Collected data:
▼▼▼

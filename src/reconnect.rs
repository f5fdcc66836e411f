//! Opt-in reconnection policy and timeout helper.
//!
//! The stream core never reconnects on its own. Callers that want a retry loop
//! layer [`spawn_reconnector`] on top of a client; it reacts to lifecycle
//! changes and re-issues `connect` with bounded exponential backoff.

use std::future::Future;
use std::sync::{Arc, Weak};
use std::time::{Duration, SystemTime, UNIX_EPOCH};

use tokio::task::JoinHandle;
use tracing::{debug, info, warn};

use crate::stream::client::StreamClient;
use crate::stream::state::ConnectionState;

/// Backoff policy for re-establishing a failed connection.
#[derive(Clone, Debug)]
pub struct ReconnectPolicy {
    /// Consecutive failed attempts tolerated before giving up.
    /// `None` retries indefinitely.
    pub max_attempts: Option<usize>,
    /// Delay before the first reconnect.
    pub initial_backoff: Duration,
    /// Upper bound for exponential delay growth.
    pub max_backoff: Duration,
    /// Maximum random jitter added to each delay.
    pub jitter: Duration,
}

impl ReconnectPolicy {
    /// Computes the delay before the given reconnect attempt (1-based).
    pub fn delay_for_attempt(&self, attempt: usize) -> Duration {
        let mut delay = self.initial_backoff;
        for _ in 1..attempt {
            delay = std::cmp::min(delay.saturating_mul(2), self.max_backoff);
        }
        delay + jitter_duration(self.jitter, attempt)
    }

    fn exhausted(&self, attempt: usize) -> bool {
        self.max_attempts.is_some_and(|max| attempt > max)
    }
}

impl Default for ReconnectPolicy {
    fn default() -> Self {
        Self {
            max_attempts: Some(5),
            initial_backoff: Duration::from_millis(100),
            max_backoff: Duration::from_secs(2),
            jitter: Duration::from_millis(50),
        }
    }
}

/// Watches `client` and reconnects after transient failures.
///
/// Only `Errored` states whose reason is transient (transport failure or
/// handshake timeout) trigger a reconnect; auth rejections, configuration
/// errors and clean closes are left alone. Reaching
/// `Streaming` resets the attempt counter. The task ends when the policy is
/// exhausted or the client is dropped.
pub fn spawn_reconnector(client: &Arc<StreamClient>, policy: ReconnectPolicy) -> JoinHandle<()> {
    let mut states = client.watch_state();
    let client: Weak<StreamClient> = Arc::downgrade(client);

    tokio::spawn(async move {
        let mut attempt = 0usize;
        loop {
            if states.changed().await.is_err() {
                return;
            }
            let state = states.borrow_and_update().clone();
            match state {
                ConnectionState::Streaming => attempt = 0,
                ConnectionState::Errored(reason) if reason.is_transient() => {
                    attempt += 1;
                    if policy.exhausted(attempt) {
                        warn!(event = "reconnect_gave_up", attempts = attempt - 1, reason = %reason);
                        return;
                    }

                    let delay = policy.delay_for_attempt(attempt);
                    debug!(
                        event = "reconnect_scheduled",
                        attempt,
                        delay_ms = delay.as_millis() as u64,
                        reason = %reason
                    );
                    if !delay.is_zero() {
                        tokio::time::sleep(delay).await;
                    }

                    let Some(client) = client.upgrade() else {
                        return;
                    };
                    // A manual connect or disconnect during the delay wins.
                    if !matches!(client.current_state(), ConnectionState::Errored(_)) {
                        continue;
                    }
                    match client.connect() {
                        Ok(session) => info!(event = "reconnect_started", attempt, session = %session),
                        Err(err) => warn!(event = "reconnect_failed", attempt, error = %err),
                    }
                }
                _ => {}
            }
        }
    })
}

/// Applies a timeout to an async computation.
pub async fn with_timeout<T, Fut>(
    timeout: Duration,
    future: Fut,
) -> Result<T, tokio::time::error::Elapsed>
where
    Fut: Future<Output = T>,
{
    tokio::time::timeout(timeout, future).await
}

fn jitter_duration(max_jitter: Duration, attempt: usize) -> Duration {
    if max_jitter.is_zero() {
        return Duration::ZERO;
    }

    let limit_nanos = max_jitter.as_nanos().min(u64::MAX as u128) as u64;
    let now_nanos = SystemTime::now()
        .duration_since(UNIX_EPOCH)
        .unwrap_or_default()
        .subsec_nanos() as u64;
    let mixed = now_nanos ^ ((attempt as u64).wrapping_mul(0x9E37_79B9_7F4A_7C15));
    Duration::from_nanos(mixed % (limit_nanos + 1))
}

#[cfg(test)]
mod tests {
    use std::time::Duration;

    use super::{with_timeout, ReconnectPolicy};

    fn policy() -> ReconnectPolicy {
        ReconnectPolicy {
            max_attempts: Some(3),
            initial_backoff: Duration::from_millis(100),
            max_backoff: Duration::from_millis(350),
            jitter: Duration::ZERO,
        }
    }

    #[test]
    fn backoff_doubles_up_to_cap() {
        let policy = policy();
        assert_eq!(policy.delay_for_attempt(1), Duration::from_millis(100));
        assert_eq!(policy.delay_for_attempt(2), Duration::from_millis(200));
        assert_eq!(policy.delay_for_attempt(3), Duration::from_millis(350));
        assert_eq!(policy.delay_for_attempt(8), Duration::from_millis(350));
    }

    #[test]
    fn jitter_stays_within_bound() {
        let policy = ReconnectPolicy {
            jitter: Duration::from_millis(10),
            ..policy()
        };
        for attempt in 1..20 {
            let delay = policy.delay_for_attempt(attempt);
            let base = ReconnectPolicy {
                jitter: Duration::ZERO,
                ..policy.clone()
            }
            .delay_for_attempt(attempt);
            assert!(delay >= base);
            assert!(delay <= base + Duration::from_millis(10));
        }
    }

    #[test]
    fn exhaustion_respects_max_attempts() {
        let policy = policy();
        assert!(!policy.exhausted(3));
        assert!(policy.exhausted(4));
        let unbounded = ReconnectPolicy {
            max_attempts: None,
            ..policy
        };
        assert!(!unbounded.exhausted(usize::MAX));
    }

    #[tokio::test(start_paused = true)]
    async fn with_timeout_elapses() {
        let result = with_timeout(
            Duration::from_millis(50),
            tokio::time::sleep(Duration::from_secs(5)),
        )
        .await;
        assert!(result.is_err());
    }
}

▲▲▲
▼▼▼

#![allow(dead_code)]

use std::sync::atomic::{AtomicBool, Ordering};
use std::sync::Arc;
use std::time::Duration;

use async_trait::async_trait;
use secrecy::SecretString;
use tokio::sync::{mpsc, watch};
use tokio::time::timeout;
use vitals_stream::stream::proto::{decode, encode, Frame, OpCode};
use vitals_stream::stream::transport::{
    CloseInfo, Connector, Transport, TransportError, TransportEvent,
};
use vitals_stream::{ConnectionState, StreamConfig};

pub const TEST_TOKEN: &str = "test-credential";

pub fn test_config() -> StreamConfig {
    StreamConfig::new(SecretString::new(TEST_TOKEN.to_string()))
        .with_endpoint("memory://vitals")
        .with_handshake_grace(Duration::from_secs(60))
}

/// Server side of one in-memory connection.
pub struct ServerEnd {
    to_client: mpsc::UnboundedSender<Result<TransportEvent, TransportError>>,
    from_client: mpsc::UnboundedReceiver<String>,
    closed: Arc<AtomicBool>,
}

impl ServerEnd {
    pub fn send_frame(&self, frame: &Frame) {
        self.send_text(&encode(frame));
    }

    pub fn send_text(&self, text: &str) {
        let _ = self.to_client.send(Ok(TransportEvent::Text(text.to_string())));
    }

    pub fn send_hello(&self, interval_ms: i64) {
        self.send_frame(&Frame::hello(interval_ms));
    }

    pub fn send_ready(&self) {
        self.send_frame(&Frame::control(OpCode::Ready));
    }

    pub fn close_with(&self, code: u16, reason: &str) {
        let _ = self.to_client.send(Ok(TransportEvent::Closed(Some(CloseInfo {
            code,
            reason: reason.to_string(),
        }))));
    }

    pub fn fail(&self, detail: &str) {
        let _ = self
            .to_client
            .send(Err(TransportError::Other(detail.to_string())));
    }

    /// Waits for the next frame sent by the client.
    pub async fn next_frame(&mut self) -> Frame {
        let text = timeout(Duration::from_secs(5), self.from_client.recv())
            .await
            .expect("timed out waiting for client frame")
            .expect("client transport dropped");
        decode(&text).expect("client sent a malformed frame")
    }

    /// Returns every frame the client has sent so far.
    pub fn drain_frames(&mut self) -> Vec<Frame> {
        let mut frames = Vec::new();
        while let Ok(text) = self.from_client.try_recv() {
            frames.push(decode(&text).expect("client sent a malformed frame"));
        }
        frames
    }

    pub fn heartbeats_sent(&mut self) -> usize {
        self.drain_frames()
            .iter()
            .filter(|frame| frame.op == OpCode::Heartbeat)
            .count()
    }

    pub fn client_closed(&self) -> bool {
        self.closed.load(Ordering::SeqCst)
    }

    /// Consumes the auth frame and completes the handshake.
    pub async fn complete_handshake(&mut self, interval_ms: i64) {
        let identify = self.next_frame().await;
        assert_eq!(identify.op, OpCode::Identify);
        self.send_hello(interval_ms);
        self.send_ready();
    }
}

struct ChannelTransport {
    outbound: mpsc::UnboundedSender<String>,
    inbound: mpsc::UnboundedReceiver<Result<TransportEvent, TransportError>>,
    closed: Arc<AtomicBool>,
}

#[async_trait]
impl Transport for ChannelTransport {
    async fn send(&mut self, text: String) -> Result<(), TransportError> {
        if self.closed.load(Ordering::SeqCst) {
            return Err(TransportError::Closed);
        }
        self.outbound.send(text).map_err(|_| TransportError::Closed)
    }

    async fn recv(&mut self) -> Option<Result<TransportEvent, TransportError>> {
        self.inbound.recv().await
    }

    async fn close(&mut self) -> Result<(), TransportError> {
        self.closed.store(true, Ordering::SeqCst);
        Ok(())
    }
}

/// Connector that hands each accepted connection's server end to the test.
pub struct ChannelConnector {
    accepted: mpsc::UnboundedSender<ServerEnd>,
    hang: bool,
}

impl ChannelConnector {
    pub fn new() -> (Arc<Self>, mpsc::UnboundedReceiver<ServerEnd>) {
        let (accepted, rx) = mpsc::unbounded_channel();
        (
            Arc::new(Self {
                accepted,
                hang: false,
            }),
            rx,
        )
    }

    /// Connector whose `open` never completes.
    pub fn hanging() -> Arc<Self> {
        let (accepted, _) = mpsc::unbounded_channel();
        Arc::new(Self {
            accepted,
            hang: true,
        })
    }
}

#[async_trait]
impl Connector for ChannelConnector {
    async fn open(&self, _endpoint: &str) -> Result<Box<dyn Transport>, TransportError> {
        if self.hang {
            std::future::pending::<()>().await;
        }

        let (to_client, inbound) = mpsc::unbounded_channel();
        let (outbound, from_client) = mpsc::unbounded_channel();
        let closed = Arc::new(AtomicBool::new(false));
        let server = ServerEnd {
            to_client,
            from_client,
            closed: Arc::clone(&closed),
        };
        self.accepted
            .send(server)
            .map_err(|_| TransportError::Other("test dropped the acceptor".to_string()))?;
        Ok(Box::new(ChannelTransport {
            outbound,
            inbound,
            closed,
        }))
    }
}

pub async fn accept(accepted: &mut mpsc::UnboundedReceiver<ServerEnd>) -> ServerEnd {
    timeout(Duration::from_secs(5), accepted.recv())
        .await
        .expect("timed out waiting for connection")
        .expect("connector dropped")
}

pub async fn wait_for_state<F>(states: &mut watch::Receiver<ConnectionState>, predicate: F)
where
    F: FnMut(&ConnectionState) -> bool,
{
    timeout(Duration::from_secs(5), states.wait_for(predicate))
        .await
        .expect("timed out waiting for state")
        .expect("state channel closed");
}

▲▲▲
▼▼▼

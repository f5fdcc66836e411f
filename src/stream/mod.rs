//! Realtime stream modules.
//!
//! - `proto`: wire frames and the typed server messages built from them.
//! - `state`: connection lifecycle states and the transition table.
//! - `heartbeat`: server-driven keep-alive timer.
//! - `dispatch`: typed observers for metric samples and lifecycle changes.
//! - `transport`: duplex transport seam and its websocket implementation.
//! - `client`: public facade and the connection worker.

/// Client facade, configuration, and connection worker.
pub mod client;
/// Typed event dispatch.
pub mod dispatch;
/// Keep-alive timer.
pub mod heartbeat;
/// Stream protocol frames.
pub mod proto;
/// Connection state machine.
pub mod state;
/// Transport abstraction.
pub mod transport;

▲▲▲

§ WHAT YOU SHOULD DO: Only the number is wanted: how many lines of these entries contain the string "task"?

§ FINAL ANSWER: 2